───── Input

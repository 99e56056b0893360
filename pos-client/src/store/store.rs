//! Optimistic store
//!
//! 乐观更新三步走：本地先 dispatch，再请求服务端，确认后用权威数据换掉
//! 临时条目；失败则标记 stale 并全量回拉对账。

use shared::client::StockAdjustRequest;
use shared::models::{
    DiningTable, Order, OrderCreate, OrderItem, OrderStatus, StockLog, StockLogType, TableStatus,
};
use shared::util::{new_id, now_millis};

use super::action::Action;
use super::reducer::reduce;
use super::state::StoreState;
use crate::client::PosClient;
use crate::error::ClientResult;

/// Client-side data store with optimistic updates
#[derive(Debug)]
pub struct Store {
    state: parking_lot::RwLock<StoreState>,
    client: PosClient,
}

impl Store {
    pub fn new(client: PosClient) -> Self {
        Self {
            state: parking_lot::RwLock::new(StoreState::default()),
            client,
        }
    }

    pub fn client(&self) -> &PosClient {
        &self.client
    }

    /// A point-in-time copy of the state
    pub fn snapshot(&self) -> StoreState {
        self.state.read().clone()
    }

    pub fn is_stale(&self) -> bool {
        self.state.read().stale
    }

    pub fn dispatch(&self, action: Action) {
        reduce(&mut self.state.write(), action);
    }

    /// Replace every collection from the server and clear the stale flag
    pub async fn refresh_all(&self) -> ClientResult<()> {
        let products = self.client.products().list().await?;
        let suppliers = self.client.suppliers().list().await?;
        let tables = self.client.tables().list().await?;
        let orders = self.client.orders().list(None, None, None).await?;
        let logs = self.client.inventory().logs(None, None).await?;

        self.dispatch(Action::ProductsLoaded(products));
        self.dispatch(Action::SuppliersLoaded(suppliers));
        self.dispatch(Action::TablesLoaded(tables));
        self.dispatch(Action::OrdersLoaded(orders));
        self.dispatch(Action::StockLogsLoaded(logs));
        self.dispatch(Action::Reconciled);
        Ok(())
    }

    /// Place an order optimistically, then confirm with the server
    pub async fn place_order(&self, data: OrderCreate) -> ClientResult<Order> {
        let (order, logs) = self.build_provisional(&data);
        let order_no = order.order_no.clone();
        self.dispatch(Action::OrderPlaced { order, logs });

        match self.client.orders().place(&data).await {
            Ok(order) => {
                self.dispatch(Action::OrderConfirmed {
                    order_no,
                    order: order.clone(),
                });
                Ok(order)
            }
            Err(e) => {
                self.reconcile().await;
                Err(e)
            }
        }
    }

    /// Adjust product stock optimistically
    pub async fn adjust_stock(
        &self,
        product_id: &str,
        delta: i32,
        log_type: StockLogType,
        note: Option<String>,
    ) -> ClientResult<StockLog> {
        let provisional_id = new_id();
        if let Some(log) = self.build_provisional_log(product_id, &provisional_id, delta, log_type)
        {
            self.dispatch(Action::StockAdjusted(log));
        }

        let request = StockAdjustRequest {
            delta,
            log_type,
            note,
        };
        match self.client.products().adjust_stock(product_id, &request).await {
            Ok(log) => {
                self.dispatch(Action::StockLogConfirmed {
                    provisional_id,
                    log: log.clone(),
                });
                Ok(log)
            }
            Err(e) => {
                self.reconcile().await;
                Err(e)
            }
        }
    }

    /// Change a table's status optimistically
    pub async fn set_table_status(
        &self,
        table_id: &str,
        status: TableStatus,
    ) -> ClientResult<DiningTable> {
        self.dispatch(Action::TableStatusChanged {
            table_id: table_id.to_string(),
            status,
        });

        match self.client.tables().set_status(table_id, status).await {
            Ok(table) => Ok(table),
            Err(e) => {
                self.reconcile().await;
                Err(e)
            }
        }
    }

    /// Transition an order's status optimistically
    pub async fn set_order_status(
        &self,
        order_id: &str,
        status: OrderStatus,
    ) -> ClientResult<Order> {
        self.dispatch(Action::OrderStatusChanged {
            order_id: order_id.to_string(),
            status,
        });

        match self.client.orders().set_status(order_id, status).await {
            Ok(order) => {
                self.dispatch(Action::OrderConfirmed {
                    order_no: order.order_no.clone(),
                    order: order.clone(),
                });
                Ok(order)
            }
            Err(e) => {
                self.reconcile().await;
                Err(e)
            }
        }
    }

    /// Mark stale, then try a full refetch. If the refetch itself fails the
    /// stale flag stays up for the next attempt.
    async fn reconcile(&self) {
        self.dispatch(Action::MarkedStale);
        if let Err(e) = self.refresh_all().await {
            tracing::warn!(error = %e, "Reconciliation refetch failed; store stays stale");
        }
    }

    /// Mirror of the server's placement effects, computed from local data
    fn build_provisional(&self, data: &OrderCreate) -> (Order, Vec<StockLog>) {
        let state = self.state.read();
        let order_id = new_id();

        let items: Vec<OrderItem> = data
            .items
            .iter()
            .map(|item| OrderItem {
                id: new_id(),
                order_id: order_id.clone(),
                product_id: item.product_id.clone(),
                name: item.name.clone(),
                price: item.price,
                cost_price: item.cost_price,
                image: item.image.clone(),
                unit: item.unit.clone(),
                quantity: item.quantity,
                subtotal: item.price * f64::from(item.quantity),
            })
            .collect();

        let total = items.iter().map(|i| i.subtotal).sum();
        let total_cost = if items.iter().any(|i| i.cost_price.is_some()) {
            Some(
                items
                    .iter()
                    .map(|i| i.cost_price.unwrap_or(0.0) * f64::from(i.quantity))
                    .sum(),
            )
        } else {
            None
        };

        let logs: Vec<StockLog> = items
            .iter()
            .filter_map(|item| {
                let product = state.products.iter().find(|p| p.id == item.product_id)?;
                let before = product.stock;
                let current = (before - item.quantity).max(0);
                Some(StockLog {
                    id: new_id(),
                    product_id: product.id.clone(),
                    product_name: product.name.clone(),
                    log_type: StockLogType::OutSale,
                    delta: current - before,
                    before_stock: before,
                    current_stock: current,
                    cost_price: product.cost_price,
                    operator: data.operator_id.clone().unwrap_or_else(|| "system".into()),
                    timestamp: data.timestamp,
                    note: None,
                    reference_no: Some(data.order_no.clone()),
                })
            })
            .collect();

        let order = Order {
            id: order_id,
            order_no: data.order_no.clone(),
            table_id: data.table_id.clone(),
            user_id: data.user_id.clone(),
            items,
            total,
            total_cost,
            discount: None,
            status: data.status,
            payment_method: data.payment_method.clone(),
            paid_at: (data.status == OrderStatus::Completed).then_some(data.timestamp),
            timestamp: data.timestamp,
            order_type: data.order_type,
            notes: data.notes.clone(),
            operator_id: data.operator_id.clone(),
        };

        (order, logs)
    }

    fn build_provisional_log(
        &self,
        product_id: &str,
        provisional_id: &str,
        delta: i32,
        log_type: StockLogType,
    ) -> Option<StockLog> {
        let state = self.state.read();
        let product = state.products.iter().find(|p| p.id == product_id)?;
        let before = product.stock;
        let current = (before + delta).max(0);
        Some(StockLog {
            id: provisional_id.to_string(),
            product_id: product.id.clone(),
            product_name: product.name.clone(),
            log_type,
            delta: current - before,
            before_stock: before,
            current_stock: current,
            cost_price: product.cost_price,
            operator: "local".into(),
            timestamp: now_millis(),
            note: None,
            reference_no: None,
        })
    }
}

──────────

- _What you should do_: Please retype the data above exactly, including every line.

- _Expected answer_:
repository 99e56056b0893360
filename pos-client/src/store/store.rs
//! Optimistic store
//!
//! 乐观更新三步走：本地先 dispatch，再请求服务端，确认后用权威数据换掉
//! 临时条目；失败则标记 stale 并全量回拉对账。

use shared::client::StockAdjustRequest;
use shared::models::{
    DiningTable, Order, OrderCreate, OrderItem, OrderStatus, StockLog, StockLogType, TableStatus,
};
use shared::util::{new_id, now_millis};

use super::action::Action;
use super::reducer::reduce;
use super::state::StoreState;
use crate::client::PosClient;
use crate::error::ClientResult;

/// Client-side data store with optimistic updates
#[derive(Debug)]
pub struct Store {
    state: parking_lot::RwLock<StoreState>,
    client: PosClient,
}

impl Store {
    pub fn new(client: PosClient) -> Self {
        Self {
            state: parking_lot::RwLock::new(StoreState::default()),
            client,
        }
    }

    pub fn client(&self) -> &PosClient {
        &self.client
    }

    /// A point-in-time copy of the state
    pub fn snapshot(&self) -> StoreState {
        self.state.read().clone()
    }

    pub fn is_stale(&self) -> bool {
        self.state.read().stale
    }

    pub fn dispatch(&self, action: Action) {
        reduce(&mut self.state.write(), action);
    }

    /// Replace every collection from the server and clear the stale flag
    pub async fn refresh_all(&self) -> ClientResult<()> {
        let products = self.client.products().list().await?;
        let suppliers = self.client.suppliers().list().await?;
        let tables = self.client.tables().list().await?;
        let orders = self.client.orders().list(None, None, None).await?;
        let logs = self.client.inventory().logs(None, None).await?;

        self.dispatch(Action::ProductsLoaded(products));
        self.dispatch(Action::SuppliersLoaded(suppliers));
        self.dispatch(Action::TablesLoaded(tables));
        self.dispatch(Action::OrdersLoaded(orders));
        self.dispatch(Action::StockLogsLoaded(logs));
        self.dispatch(Action::Reconciled);
        Ok(())
    }

    /// Place an order optimistically, then confirm with the server
    pub async fn place_order(&self, data: OrderCreate) -> ClientResult<Order> {
        let (order, logs) = self.build_provisional(&data);
        let order_no = order.order_no.clone();
        self.dispatch(Action::OrderPlaced { order, logs });

        match self.client.orders().place(&data).await {
            Ok(order) => {
                self.dispatch(Action::OrderConfirmed {
                    order_no,
                    order: order.clone(),
                });
                Ok(order)
            }
            Err(e) => {
                self.reconcile().await;
                Err(e)
            }
        }
    }

    /// Adjust product stock optimistically
    pub async fn adjust_stock(
        &self,
        product_id: &str,
        delta: i32,
        log_type: StockLogType,
        note: Option<String>,
    ) -> ClientResult<StockLog> {
        let provisional_id = new_id();
        if let Some(log) = self.build_provisional_log(product_id, &provisional_id, delta, log_type)
        {
            self.dispatch(Action::StockAdjusted(log));
        }

        let request = StockAdjustRequest {
            delta,
            log_type,
            note,
        };
        match self.client.products().adjust_stock(product_id, &request).await {
            Ok(log) => {
                self.dispatch(Action::StockLogConfirmed {
                    provisional_id,
                    log: log.clone(),
                });
                Ok(log)
            }
            Err(e) => {
                self.reconcile().await;
                Err(e)
            }
        }
    }

    /// Change a table's status optimistically
    pub async fn set_table_status(
        &self,
        table_id: &str,
        status: TableStatus,
    ) -> ClientResult<DiningTable> {
        self.dispatch(Action::TableStatusChanged {
            table_id: table_id.to_string(),
            status,
        });

        match self.client.tables().set_status(table_id, status).await {
            Ok(table) => Ok(table),
            Err(e) => {
                self.reconcile().await;
                Err(e)
            }
        }
    }

    /// Transition an order's status optimistically
    pub async fn set_order_status(
        &self,
        order_id: &str,
        status: OrderStatus,
    ) -> ClientResult<Order> {
        self.dispatch(Action::OrderStatusChanged {
            order_id: order_id.to_string(),
            status,
        });

        match self.client.orders().set_status(order_id, status).await {
            Ok(order) => {
                self.dispatch(Action::OrderConfirmed {
                    order_no: order.order_no.clone(),
                    order: order.clone(),
                });
                Ok(order)
            }
            Err(e) => {
                self.reconcile().await;
                Err(e)
            }
        }
    }

    /// Mark stale, then try a full refetch. If the refetch itself fails the
    /// stale flag stays up for the next attempt.
    async fn reconcile(&self) {
        self.dispatch(Action::MarkedStale);
        if let Err(e) = self.refresh_all().await {
            tracing::warn!(error = %e, "Reconciliation refetch failed; store stays stale");
        }
    }

    /// Mirror of the server's placement effects, computed from local data
    fn build_provisional(&self, data: &OrderCreate) -> (Order, Vec<StockLog>) {
        let state = self.state.read();
        let order_id = new_id();

        let items: Vec<OrderItem> = data
            .items
            .iter()
            .map(|item| OrderItem {
                id: new_id(),
                order_id: order_id.clone(),
                product_id: item.product_id.clone(),
                name: item.name.clone(),
                price: item.price,
                cost_price: item.cost_price,
                image: item.image.clone(),
                unit: item.unit.clone(),
                quantity: item.quantity,
                subtotal: item.price * f64::from(item.quantity),
            })
            .collect();

        let total = items.iter().map(|i| i.subtotal).sum();
        let total_cost = if items.iter().any(|i| i.cost_price.is_some()) {
            Some(
                items
                    .iter()
                    .map(|i| i.cost_price.unwrap_or(0.0) * f64::from(i.quantity))
                    .sum(),
            )
        } else {
            None
        };

        let logs: Vec<StockLog> = items
            .iter()
            .filter_map(|item| {
                let product = state.products.iter().find(|p| p.id == item.product_id)?;
                let before = product.stock;
                let current = (before - item.quantity).max(0);
                Some(StockLog {
                    id: new_id(),
                    product_id: product.id.clone(),
                    product_name: product.name.clone(),
                    log_type: StockLogType::OutSale,
                    delta: current - before,
                    before_stock: before,
                    current_stock: current,
                    cost_price: product.cost_price,
                    operator: data.operator_id.clone().unwrap_or_else(|| "system".into()),
                    timestamp: data.timestamp,
                    note: None,
                    reference_no: Some(data.order_no.clone()),
                })
            })
            .collect();

        let order = Order {
            id: order_id,
            order_no: data.order_no.clone(),
            table_id: data.table_id.clone(),
            user_id: data.user_id.clone(),
            items,
            total,
            total_cost,
            discount: None,
            status: data.status,
            payment_method: data.payment_method.clone(),
            paid_at: (data.status == OrderStatus::Completed).then_some(data.timestamp),
            timestamp: data.timestamp,
            order_type: data.order_type,
            notes: data.notes.clone(),
            operator_id: data.operator_id.clone(),
        };

        (order, logs)
    }

    fn build_provisional_log(
        &self,
        product_id: &str,
        provisional_id: &str,
        delta: i32,
        log_type: StockLogType,
    ) -> Option<StockLog> {
        let state = self.state.read();
        let product = state.products.iter().find(|p| p.id == product_id)?;
        let before = product.stock;
        let current = (before + delta).max(0);
        Some(StockLog {
            id: provisional_id.to_string(),
            product_id: product.id.clone(),
            product_name: product.name.clone(),
            log_type,
            delta: current - before,
            before_stock: before,
            current_stock: current,
            cost_price: product.cost_price,
            operator: "local".into(),
            timestamp: now_millis(),
            note: None,
            reference_no: None,
        })
    }
}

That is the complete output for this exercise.